→ THE TASK
Read through the listing below and return only the lines containing "wins".
*** WORKING DATA
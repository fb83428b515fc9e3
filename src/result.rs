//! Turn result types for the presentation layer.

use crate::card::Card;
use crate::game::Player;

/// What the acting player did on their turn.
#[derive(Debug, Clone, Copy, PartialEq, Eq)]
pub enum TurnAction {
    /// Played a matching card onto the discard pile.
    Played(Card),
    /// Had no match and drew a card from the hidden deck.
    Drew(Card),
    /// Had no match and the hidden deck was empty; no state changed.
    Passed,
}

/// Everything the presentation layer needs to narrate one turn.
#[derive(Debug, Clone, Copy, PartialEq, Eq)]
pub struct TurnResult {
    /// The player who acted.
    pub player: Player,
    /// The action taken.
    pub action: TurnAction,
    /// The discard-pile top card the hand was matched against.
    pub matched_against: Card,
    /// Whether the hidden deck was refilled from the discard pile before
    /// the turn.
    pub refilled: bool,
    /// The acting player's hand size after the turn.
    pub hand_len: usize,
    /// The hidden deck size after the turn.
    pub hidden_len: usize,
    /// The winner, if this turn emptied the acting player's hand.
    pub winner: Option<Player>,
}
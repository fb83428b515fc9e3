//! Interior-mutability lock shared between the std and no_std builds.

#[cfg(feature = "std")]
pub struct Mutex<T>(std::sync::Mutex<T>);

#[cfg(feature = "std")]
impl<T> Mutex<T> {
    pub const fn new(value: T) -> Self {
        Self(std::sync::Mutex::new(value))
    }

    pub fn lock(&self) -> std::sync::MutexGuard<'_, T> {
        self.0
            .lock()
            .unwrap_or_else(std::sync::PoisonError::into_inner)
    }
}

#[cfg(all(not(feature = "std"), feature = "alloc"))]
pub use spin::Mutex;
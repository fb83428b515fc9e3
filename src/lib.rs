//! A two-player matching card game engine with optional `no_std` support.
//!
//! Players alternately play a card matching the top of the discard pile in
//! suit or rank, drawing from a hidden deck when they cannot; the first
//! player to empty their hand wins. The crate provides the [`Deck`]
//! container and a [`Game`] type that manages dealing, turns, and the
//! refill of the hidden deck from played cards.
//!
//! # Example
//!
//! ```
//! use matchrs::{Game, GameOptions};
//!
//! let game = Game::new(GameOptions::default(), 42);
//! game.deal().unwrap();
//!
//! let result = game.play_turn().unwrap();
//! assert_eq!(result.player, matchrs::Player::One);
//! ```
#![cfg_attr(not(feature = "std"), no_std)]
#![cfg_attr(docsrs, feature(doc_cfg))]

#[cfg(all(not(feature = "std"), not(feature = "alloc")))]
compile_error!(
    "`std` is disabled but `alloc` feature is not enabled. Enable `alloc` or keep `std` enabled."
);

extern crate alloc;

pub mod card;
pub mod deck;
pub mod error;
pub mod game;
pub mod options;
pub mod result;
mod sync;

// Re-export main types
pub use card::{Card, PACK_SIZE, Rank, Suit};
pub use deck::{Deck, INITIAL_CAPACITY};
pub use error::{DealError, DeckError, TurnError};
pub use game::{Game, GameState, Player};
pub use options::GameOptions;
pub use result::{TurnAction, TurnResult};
******
*** WORKING DATA
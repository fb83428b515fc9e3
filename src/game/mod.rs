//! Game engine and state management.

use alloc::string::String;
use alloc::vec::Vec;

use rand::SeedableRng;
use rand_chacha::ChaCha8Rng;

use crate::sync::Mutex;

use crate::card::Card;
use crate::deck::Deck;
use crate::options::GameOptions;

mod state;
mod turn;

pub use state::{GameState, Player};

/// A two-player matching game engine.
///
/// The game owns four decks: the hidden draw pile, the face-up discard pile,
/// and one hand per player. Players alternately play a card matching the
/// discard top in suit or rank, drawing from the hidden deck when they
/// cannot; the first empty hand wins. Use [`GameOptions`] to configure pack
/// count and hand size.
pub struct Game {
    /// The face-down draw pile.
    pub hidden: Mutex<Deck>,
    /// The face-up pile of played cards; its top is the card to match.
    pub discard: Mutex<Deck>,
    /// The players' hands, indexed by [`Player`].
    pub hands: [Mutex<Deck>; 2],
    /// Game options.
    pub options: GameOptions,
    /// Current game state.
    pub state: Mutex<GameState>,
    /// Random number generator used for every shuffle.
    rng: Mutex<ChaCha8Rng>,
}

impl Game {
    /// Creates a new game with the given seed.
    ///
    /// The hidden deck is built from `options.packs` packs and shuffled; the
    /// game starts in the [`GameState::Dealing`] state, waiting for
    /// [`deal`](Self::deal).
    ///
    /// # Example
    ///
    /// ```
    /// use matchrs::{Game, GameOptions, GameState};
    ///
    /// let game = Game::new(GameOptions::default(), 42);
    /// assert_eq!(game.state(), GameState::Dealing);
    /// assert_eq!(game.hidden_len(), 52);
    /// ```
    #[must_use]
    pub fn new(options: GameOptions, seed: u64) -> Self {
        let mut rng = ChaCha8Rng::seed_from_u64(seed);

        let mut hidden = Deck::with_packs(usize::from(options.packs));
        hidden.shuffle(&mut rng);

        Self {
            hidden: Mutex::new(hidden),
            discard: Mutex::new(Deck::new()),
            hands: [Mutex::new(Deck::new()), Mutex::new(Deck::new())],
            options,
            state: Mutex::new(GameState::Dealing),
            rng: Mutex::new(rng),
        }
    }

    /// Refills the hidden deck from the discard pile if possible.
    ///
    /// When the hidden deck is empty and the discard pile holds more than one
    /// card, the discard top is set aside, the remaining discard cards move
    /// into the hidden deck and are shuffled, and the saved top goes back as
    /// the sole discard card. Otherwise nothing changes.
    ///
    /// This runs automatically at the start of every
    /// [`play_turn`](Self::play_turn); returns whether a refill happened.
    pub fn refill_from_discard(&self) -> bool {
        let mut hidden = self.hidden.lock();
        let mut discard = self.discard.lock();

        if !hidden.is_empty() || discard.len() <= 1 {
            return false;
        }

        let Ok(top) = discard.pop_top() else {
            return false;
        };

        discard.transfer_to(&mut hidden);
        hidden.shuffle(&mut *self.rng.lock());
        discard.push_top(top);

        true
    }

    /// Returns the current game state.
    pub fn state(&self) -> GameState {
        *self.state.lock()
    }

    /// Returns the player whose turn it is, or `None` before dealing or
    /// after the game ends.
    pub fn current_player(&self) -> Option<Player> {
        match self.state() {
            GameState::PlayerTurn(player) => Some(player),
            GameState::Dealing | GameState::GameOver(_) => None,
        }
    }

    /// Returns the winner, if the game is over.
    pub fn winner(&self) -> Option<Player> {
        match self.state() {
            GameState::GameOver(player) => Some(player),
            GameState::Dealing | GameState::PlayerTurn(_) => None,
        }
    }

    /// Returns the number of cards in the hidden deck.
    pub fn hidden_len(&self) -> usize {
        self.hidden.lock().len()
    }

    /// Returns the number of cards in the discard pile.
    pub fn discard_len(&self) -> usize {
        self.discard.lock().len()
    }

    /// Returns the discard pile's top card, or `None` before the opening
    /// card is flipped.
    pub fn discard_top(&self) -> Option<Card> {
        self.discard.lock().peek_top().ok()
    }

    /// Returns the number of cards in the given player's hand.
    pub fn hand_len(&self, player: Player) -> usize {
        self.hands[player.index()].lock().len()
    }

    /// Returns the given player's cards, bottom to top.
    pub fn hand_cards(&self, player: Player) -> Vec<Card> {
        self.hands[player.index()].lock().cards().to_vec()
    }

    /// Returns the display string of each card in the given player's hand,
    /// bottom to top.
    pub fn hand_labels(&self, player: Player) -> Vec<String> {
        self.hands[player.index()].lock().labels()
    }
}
******
*** WORKING DATA
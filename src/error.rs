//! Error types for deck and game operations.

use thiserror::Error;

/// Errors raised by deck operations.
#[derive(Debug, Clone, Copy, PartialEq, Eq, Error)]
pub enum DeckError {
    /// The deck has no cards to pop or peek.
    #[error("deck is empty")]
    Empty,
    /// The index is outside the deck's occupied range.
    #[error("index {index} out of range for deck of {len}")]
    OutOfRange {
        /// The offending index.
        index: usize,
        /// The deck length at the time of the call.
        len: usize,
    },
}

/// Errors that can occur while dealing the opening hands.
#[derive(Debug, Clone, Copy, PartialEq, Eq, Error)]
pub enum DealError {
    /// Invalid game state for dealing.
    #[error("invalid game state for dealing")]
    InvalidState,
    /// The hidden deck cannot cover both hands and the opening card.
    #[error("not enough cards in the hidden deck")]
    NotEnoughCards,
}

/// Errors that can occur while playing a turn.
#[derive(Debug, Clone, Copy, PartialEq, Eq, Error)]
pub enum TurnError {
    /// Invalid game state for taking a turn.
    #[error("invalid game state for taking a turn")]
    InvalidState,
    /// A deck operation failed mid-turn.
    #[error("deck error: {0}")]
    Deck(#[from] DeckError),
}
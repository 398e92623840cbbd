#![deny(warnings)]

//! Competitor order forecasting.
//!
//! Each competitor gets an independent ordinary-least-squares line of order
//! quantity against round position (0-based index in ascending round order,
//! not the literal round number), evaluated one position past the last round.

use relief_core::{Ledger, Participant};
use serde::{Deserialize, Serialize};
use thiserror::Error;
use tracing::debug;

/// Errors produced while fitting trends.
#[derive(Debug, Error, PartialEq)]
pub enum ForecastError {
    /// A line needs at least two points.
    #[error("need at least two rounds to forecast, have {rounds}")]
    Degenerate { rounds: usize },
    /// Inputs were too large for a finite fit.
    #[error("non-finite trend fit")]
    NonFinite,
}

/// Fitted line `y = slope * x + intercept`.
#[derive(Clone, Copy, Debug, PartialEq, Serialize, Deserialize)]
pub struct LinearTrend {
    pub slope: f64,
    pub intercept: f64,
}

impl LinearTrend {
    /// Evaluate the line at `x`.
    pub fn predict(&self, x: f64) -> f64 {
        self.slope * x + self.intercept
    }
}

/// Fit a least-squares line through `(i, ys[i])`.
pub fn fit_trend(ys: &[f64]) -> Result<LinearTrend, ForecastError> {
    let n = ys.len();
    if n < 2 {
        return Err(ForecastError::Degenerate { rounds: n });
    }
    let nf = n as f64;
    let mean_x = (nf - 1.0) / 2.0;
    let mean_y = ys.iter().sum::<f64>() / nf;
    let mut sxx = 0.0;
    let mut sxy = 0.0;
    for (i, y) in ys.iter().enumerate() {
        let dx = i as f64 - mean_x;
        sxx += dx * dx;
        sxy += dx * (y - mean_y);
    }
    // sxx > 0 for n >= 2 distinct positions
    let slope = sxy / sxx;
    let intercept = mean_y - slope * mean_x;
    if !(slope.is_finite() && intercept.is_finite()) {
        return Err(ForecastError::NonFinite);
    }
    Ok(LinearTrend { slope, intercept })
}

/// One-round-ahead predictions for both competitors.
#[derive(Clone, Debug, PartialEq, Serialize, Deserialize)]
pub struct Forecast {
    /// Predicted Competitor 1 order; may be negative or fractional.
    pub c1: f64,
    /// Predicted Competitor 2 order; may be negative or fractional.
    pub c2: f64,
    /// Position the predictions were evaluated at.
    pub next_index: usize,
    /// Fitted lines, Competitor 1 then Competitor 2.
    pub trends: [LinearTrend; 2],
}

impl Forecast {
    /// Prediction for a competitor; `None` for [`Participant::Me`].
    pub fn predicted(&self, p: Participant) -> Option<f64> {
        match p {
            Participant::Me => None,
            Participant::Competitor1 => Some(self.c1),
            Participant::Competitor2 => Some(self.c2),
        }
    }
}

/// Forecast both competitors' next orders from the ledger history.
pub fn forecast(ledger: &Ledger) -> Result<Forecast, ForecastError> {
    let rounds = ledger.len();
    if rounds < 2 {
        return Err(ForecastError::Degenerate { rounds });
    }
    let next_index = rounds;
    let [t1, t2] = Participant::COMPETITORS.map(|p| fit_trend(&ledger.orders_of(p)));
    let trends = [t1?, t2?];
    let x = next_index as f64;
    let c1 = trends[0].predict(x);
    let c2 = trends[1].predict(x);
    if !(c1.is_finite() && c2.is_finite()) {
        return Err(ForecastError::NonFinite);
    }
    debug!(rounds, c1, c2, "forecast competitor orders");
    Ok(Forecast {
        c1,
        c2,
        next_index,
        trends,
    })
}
******
→ PROBLEM SOLUTION
//! player to empty their hand wins. The crate provides the [`Deck`]
/// cannot; the first empty hand wins. Use [`GameOptions`] to configure pack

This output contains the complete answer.